Astronidium victoriae
- Conservation status: Least Concern (IUCN 3.1)

Scientific classification
- Kingdom: Plantae
- Clade: Tracheophytes
- Clade: Angiosperms
- Clade: Eudicots
- Clade: Rosids
- Order: Myrtales
- Family: Melastomataceae
- Genus: Astronidium
- Species: A. victoriae
- Binomial name: Astronidium victoriae (Gillespie) A.C.Sm.
- Synonyms: Astronia victoriae Gillespie

= Astronidium victoriae =

- Genus: Astronidium
- Species: victoriae
- Authority: (Gillespie) A.C.Sm.
- Conservation status: LC
- Synonyms: Astronia victoriae Gillespie

Species of flowering plant

Astronidium victoriae is a species of plant in the family Melastomataceae.
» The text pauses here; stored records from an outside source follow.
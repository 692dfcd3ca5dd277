#![deny(clippy::dbg_macro)]

//! logsieve
//!
//! Mines parametric templates out of unstructured log files. Every input
//! line is split into header fields, its content masked and tokenized, and
//! one of five clustering algorithms (Drain, JaccardDrain, Spell, AEL,
//! Brain) assigns it a template with `<*>` wildcards at the parameter
//! positions. Each parsed file yields two relations: the structured lines
//! annotated with their template, and the distinct templates with
//! occurrence counts.

pub mod config;
pub mod errors;
mod miner;
mod output;
mod pool;
mod table;

pub use self::config::{
    preset, preset_names, AelConfig, BrainConfig, DrainConfig, ParserConfig, SpellConfig,
};
pub use self::miner::{parse, Algorithm, ParseJob, ParseResult};
pub use self::output::{EVENT_TEMPLATE, LINE_ID, OCCURRENCES, PARAMETER_LIST};
pub use self::pool::{JobEvent, JobHandle, JobRequest, ParsePool};
pub use self::table::{Column, MemoryStore, Table, TableStore};

pub use log_lines::{LogFormat, LogFrame, MaskRule, MaskSet, Tokenizer, WILDCARD};

use std::sync::atomic::{AtomicBool, Ordering};

use log::warn;

/// Global cancellation flag, flipped by the signal handler. Jobs submitted
/// by the command line poll it through their `should_stop` hook.
pub static CANCEL_REQUESTED: AtomicBool = AtomicBool::new(false);

/// `true` once the user asked the process to wind down.
pub fn cancel_requested() -> bool {
    CANCEL_REQUESTED.load(Ordering::Acquire)
}

/// Handle incoming signals by requesting cooperative cancellation; a second
/// signal exits immediately.
///
/// Only relevant for *-nix platforms.
#[cfg(not(target_os = "windows"))]
pub fn signal_handler() {
    use signal_hook::consts::signal::{SIGINT, SIGQUIT, SIGTERM};
    use signal_hook::iterator;

    let mut signals =
        iterator::Signals::new([SIGTERM, SIGINT, SIGQUIT]).expect("Failed to create Signals");
    for signal in signals.forever() {
        match signal {
            SIGTERM | SIGINT | SIGQUIT => {
                if CANCEL_REQUESTED.swap(true, Ordering::AcqRel) {
                    std::process::exit(130);
                }
                warn!("Cancellation requested, waiting for running jobs to abort");
            }
            signal => warn!("Received unhandled signal {}, ignoring", signal),
        }
    }
}

#[cfg(target_os = "windows")]
use signal_hook as _;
It is endemic to Fiji, where it is native to the islands of Viti Levu, Ovalau, and Moala. It is a shrub or small tree of (2–) 3–12 metres tall. It grows in dense or open lowland and montane rain forest or thicket from 100 to 1,323 metres elevation.

The species was first described as Astronia victoriae by John Wynn Gillespie in 1931. In 1942 Albert Charles Smith placed the species in genus Astronidium as A. victoriae.